Tomás Echevarría y Mayoは、その著作「プエブラ・デ・モンタルバン村の医療地理的調査データ」で、この地域では1,096ヘクタールの面積がオリーブ畑として使用されていた事と、1年間に生産された「高品質な」オイルが20,000アローバから25,000アローバ(230,000㎏から287,000)に及ぶ事に言及しています。その後、1890年から1912年の期間ではやや停滞しましたが、カスティーリャ・ラ・マンチャの他の地域よりは停滞は遥かに緩やかでした。

1907年からはオリーブ栽培面積の回復とオイルの品質の改善が見られただけでなく面積当たりの収穫量も増加した事によって、先の低迷期が相殺されました。トレド山脈地域で「飛躍」が起こったのがちょうどこの時期でしたが、気候が今よりも大陸的で土壌も貧弱だったためにアンダルシアの収穫量には及びませんでした。

この時代のオイル生産における2つの重要な地域は、モラとロス・ジェベネスでした。最初に見つかった当時の資料はイタリアへの輸出に関するものでした。イタリアに輸出されていたのは料理に混ぜるために使用されていた高品質オイルで、このオイルは1種類のオリーブ種から作られていたとされています。ラ・カナダ・デル・カスティーヨと呼ばれるこの地域は、オリーブ栽培に完全に専念するようになりました。驚くべき事に、トレド山脈地域全体ではオリーブ栽培に使用される面積に大きな変化は無く、より具体的に言えば先の数世紀に出現した農地では大きな変化はありませんでした。他の地域で起こった事とは違い、新しいオリーブ栽培のための土地は、それまでは穀物やブドウ園のために使用されていませんでしたが、開墾地では確立されました。この事によって、小規模な土地や中規模の土地の所有者に、多くのオイルを生産できる展望がもたらされました。この拡大は1950年まで継続しました。Luis Moreno Nietoが著した「トレド県」(1960年トレド州議会刊行)という書籍では、オリーブ栽培とオイル生産がこの地域で非常に重要だった事が記されています。この書籍は、この地域の村々の大半には大量のオリーブオイル工場が存在した事が記されているだけでなく、輸出品としての重要性とオイルの品質に対する他国からの賞賛についても言及がなされています。

この時代には、トレド県のモラ市で「オリーブ祭り」が始まりました。このお祭りは国内で非常に有名になったこの地域のオリーブ栽培の高い重要性を反映して今でも催されています。

20世紀の後半にはオリーブ栽培における新たな低迷期がありましたが、これは主に他の生産地よりも生産量が少なかった事に起因していました。

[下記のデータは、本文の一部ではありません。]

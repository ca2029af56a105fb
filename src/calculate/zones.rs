//! Conflict zone star progress.

use crate::models::{NameMap, Snapshot, ZoneDefinitions, ZoneProgress};

/// Star progress of every conflict zone recorded in `snapshot`.
///
/// Zone ids resolve to planet labels through `names`; zones without a
/// definition report no stars.
pub fn zone_progress(
    snapshot: &Snapshot,
    names: &NameMap,
    zones: &ZoneDefinitions,
) -> Vec<ZoneProgress> {
    snapshot
        .document
        .conflict_zone_status
        .iter()
        .map(|zone| {
            let status = &zone.zone_status;
            let label = names.resolve(&status.zone_id);
            let definition = zones.get(label);

            ZoneProgress {
                zone_id: status.zone_id.clone(),
                label: label.to_string(),
                alignment: definition.map(|d| d.alignment.clone()),
                score: status.score,
                stars: definition.map_or(0, |d| d.stars_for(status.score)),
                next_threshold: definition.and_then(|d| d.next_threshold(status.score)),
            }
        })
        .collect()
}
use std::fs::File;
use std::path::{Path, PathBuf};

use anyhow::{Context, Result};
use clap::{Parser, Subcommand};
use colored::{ColoredString, Colorize};
use tracing_subscriber::{layer::SubscriberExt, util::SubscriberInitExt};

use guild_stats::api::state::AppState;
use guild_stats::config::AppConfig;
use guild_stats::models::{MissionStatus, Snapshot, StatusGrid, SummaryTable, ZoneProgress};
use guild_stats::pipeline::{build_dashboard, build_history, Dashboard, PipelineContext};
use guild_stats::storage::{write_status_csv, write_summary_csv, SnapshotStore};

#[derive(Parser)]
#[command(name = "guild-stats")]
#[command(about = "Territory Battle statistics dashboard for guild snapshot exports")]
#[command(version)]
struct Cli {
    /// Path to configuration file
    #[arg(long, default_value = "./config.toml")]
    config: PathBuf,

    /// Data directory path (overrides the config file)
    #[arg(long)]
    data_dir: Option<PathBuf>,

    /// Log level (trace, debug, info, warn, error)
    #[arg(long)]
    log_level: Option<String>,

    /// Output logs as JSON
    #[arg(long)]
    json_logs: bool,

    #[command(subcommand)]
    command: Commands,
}

#[derive(Subcommand)]
enum Commands {
    /// Start the API server
    Serve {
        /// Bind address
        #[arg(long)]
        host: Option<String>,

        /// Port number
        #[arg(long)]
        port: Option<u16>,
    },

    /// List discovered snapshot files
    Snapshots,

    /// Print the guild summary of the latest snapshot
    Summary {
        /// Append the Guild Average row
        #[arg(long)]
        average: bool,

        /// Also write the table to this CSV file
        #[arg(long)]
        csv: Option<PathBuf>,
    },

    /// Print the special mission status grid of the latest snapshot
    Status {
        /// Also write the grid to this CSV file
        #[arg(long)]
        csv: Option<PathBuf>,
    },

    /// Print a metric history across all snapshots
    History {
        /// Player name, or "Guild Average" (repeatable)
        #[arg(long = "player", required = true)]
        players: Vec<String>,

        /// Metric label (repeatable)
        #[arg(long = "metric", required = true)]
        metrics: Vec<String>,
    },

    /// Print conflict zone star progress of the latest snapshot
    Zones,

    /// Print the raw JSON of the latest snapshot
    ShowLatest,

    /// Replace the latest snapshot with the contents of a file
    EditLatest {
        /// File holding the new snapshot JSON
        #[arg(long)]
        from: PathBuf,
    },
}

#[tokio::main]
async fn main() -> Result<()> {
    let cli = Cli::parse();

    let mut config = AppConfig::load_or_default(&cli.config)
        .with_context(|| format!("loading {}", cli.config.display()))?;
    if let Some(dir) = cli.data_dir {
        config.data_dir = dir;
    }
    if let Some(level) = cli.log_level {
        config.log_level = level;
    }

    // Initialize tracing
    let filter = tracing_subscriber::EnvFilter::try_from_default_env()
        .unwrap_or_else(|_| tracing_subscriber::EnvFilter::new(&config.log_level));

    tracing_subscriber::registry()
        .with(filter)
        .with(cli.json_logs.then(|| tracing_subscriber::fmt::layer().json()))
        .with((!cli.json_logs).then(|| tracing_subscriber::fmt::layer()))
        .init();

    tracing::info!("Starting guild-stats v{}", env!("CARGO_PKG_VERSION"));

    let store = SnapshotStore::new(
        config.data_dir.clone(),
        &config.snapshots.file_prefix,
        &config.snapshots.extension,
    )?;

    match cli.command {
        Commands::Serve { host, port } => {
            let context = PipelineContext::from_config(&config)?;
            let state = AppState::new(store, context);
            let app = guild_stats::api::build_router(state);

            let host = host.unwrap_or(config.server.host);
            let port = port.unwrap_or(config.server.port);
            let addr = format!("{}:{}", host, port);
            let listener = tokio::net::TcpListener::bind(&addr).await?;
            tracing::info!("Dashboard: http://{}", addr);
            axum::serve(listener, app).await?;
        }
        Commands::Snapshots => {
            let snapshots = store.list_snapshots()?;
            if snapshots.is_empty() {
                println!("No snapshot files found in {:?}", store.dir());
            }
            for snapshot in snapshots.iter() {
                println!(
                    "{}  {}  {}",
                    snapshot.date,
                    snapshot.file_name(),
                    if snapshot.document.has_stats() {
                        format!("{} members", snapshot.document.member.len())
                    } else {
                        "no stat data".to_string()
                    }
                );
            }
        }
        Commands::Summary { average, csv } => {
            let context = PipelineContext::from_config(&config)?;
            let snapshots = store.list_snapshots()?;
            let dashboard = build_dashboard(&snapshots, &context, average.then_some(true));
            let Some(views) = ready_or_report(&dashboard) else {
                return Ok(());
            };

            println!("=== Guild Summary ({}) ===\n", views.date);
            print_summary(&views.summary);

            if let Some(path) = csv {
                write_summary_csv(&views.summary, create(&path)?)?;
                println!("\nWrote {}", path.display());
            }
        }
        Commands::Status { csv } => {
            let context = PipelineContext::from_config(&config)?;
            let snapshots = store.list_snapshots()?;
            let dashboard = build_dashboard(&snapshots, &context, None);
            let Some(views) = ready_or_report(&dashboard) else {
                return Ok(());
            };

            println!("=== Special Mission Status ({}) ===\n", views.date);
            print_status(&views.status);

            if let Some(path) = csv {
                write_status_csv(&views.status, create(&path)?)?;
                println!("\nWrote {}", path.display());
            }
        }
        Commands::History { players, metrics } => {
            let context = PipelineContext::from_config(&config)?;
            let snapshots = store.list_snapshots()?;
            if snapshots.is_empty() {
                println!("No snapshot files found in data folder.");
                return Ok(());
            }

            print_history(&snapshots, &context, &players, &metrics);
        }
        Commands::Zones => {
            let context = PipelineContext::from_config(&config)?;
            let snapshots = store.list_snapshots()?;
            let dashboard = build_dashboard(&snapshots, &context, None);
            let Some(views) = ready_or_report(&dashboard) else {
                return Ok(());
            };

            println!("=== Zone Progress ({}) ===\n", views.date);
            print_zones(&views.zones);
        }
        Commands::ShowLatest => {
            let (path, contents) = store.read_latest_raw()?;
            tracing::info!("Showing {:?}", path);
            println!("{}", contents);
        }
        Commands::EditLatest { from } => {
            let contents = std::fs::read_to_string(&from)
                .with_context(|| format!("reading {}", from.display()))?;
            let path = store.replace_latest(&contents)?;
            println!("Replaced {} ({} bytes)", path.display(), contents.len());
        }
    }

    Ok(())
}

/// Views of a ready dashboard; prints the reason and yields `None` otherwise.
fn ready_or_report(dashboard: &Dashboard) -> Option<&guild_stats::pipeline::DashboardViews> {
    if let Some(message) = dashboard.no_data_message() {
        println!("{}", message);
    }
    dashboard.views()
}

fn create(path: &Path) -> Result<File> {
    File::create(path).with_context(|| format!("creating {}", path.display()))
}

fn print_summary(summary: &SummaryTable) {
    let name_width = name_width(summary.rows.iter().map(|r| r.player.as_str()));

    print!("{:<width$}", "Player", width = name_width);
    for column in &summary.columns {
        print!("  {:>w$}", column, w = column.len());
    }
    println!();

    for row in &summary.rows {
        print!("{:<width$}", row.player, width = name_width);
        for (column, value) in summary.columns.iter().zip(&row.values) {
            print!("  {:>w$}", value, w = column.len());
        }
        println!();
    }

    if let Some(average) = &summary.average {
        print!("{:<width$}", guild_stats::GUILD_AVERAGE, width = name_width);
        for (column, value) in summary.columns.iter().zip(average) {
            print!("  {:>w$.2}", value, w = column.len());
        }
        println!();
    }
}

fn print_status(grid: &StatusGrid) {
    if grid.missions.is_empty() {
        println!("No special missions found.");
        return;
    }

    let name_width = name_width(grid.rows.iter().map(|r| r.player.as_str()));
    for (i, mission) in grid.missions.iter().enumerate() {
        let (completed, attempted, untouched) = grid.tally(mission);
        println!(
            "  [{}] {}  (completed {}, attempted {}, untouched {})",
            i + 1,
            mission,
            completed,
            attempted,
            untouched
        );
    }
    println!();

    print!("{:<width$}", "Player", width = name_width);
    for i in 0..grid.missions.len() {
        print!("  {:>4}", format!("[{}]", i + 1));
    }
    println!();

    for row in &grid.rows {
        print!("{:<width$}", row.player, width = name_width);
        for status in &row.statuses {
            print!("  {}", status_cell(*status));
        }
        println!();
    }

    println!();
    let legend: Vec<String> = MissionStatus::ALL
        .iter()
        .map(|s| format!("{} {}", status_cell(*s), s))
        .collect();
    println!("Legend: {}", legend.join("  "));
}

fn status_cell(status: MissionStatus) -> ColoredString {
    let (r, g, b) = status.rgb();
    format!("{:>4}", status.code()).black().on_truecolor(r, g, b)
}

fn print_history(
    snapshots: &[Snapshot],
    context: &PipelineContext,
    players: &[String],
    metrics: &[String],
) {
    let records = build_history(snapshots, context, players, metrics);

    for metric in metrics {
        println!("=== {} ===", metric);
        for player in players {
            let series: Vec<String> = records
                .iter()
                .filter(|r| &r.player == player && &r.metric == metric)
                .map(|r| format!("{}={}", r.date_label(), r.value))
                .collect();
            println!("  {}: {}", player, series.join("  "));
        }
        println!();
    }
}

fn print_zones(zones: &[ZoneProgress]) {
    if zones.is_empty() {
        println!("No conflict zone data.");
        return;
    }

    for zone in zones {
        let next = zone
            .next_threshold
            .map(|t| format!("next star at {}", t))
            .unwrap_or_else(|| if zone.stars == 3 { "max stars" } else { "-" }.to_string());
        println!(
            "{:<32} {:<10} {:>12}  {}*  {}",
            zone.label,
            zone.alignment.as_deref().unwrap_or("-"),
            zone.score,
            zone.stars,
            next
        );
    }
}

fn name_width<'a>(names: impl Iterator<Item = &'a str>) -> usize {
    names
        .map(str::len)
        .chain([guild_stats::GUILD_AVERAGE.len()])
        .max()
        .unwrap_or(0)
}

それでもなお、この地域の古き良き伝統的なオリーブ栽培方法は技術的な改善を通じてコストが削減され、この数十年ではオイル生産技術が近代化されてきました。こういった改善や近代化によって、最高水準の品質や、品質の安定性、そして最高の衛生環境での生産などが保証されています。最高のオイルを生産するために、抽出や保存のための最新技術の導入によって各施設が刷新されただけでなく、最も細かな細部まで徹底的なケアがなされています。